Des lauréats d’une « plateforme d’expérimentation » qui proposent des alternatives à l’épuisement des ressources… Super !
« Wool Wall »
Le premier projet, intitulé « Wool Wall », est l’œuvre des designers Marlon Bagnou-Beido et Soufyane El Koraichi, lesquels travaillent « la laine pour repenser l’isolation, composante impérative d’une réduction globale de la consommation de chauffage, comme un élément typologique architectural à part entière ». Ils proposent trois prototypes : un système d’isolation par l’extérieur issu de laine brute au moment de la tonte ; un procédé de fabrication de panneau d’isolation intérieur semi-rigide, facilement réversible tirant parti de la souplesse de la laine cardée (laine de mouton) ; une surface chauffante radiante à base de tissu non tissé destinée aux lieux partagés, qui propose un chauffage économique en énergie en chauffant les corps plutôt que les espaces (un pull ? NdE).
C’est beau comme tout mais laisse dubitatif. Certes la laine est un matériau parfaitement naturel mais justement, la fibre de laine, quand elle n’est pas issue de moutons spécialisés pour l’industrie vestimentaire, est trop courte pour pouvoir être filée. Les moutons non spécialisés ont pourtant le besoin et l’obligation d’être tondus et les ballots de laine inutilisable encombrent les granges des éleveurs qui ne savent qu’en faire.

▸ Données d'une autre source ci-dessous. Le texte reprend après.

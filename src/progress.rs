//! Stage-observer trait for pipeline progress events.
//!
//! Inject an [`Arc<dyn StageObserver>`] via
//! [`crate::transform::Restyler::with_observer`] to be told when the pipeline
//! moves between stages. The CLI uses it to drive a spinner; the server
//! leaves the default no-op in place.
//!
//! # Example
//!
//! ```rust
//! use edgequake_restyle::{Stage, StageObserver};
//! use std::sync::{Arc, Mutex};
//!
//! #[derive(Default)]
//! struct Recorder(Mutex<Vec<Stage>>);
//!
//! impl StageObserver for Recorder {
//!     fn on_stage(&self, stage: Stage) {
//!         self.0.lock().unwrap().push(stage);
//!     }
//! }
//!
//! let observer: Arc<dyn StageObserver> = Arc::new(Recorder::default());
//! observer.on_stage(Stage::Validating);
//! ```

use std::fmt;
use std::sync::Arc;

/// Where a single run currently is.
///
/// ```text
/// Start → Validating → EditingInFlight → ExtractingInFlight → Done
///              │              │
///              └──────────────┴──▶ Aborted
/// ```
///
/// Only `Validating` and `EditingInFlight` can lead to `Aborted`;
/// `ExtractingInFlight` always reaches `Done`.
#[derive(Debug, Clone, Copy, PartialEq, Eq)]
pub enum Stage {
    Start,
    Validating,
    EditingInFlight,
    ExtractingInFlight,
    Done,
    Aborted,
}

impl Stage {
    /// Whether `self → next` is a legal transition.
    pub fn can_advance_to(self, next: Stage) -> bool {
        use Stage::*;
        matches!(
            (self, next),
            (Start, Validating)
                | (Validating, EditingInFlight)
                | (Validating, Aborted)
                | (EditingInFlight, ExtractingInFlight)
                | (EditingInFlight, Aborted)
                | (ExtractingInFlight, Done)
        )
    }

    pub fn is_terminal(self) -> bool {
        matches!(self, Stage::Done | Stage::Aborted)
    }
}

impl fmt::Display for Stage {
    fn fmt(&self, f: &mut fmt::Formatter<'_>) -> fmt::Result {
        let s = match self {
            Stage::Start => "starting",
            Stage::Validating => "validating request",
            Stage::EditingInFlight => "redecorating room",
            Stage::ExtractingInFlight => "listing furniture",
            Stage::Done => "done",
            Stage::Aborted => "aborted",
        };
        f.write_str(s)
    }
}

/// Notified on every stage transition of a run.
///
/// Must be `Send + Sync`: one observer may be shared by concurrent requests.
pub trait StageObserver: Send + Sync {
    fn on_stage(&self, stage: Stage) {
        let _ = stage;
    }
}

/// The default observer; ignores everything.
pub struct NoopObserver;

impl StageObserver for NoopObserver {}

/// Convenience alias for the type stored in [`crate::transform::Restyler`].
pub type SharedObserver = Arc<dyn StageObserver>;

Les propriétés de la laine en isolant sont connues, demandez aux moutons, d’ailleurs il existe en Moselle une usine de valorisation de ce produit, qui fabrique notamment des panneaux d’isolation. Face au même contexte, des éleveurs à Vézins-de-Lévézou (Aveyron) sont parvenus à transformer la laine perdue en engrais sous forme de granulés bio.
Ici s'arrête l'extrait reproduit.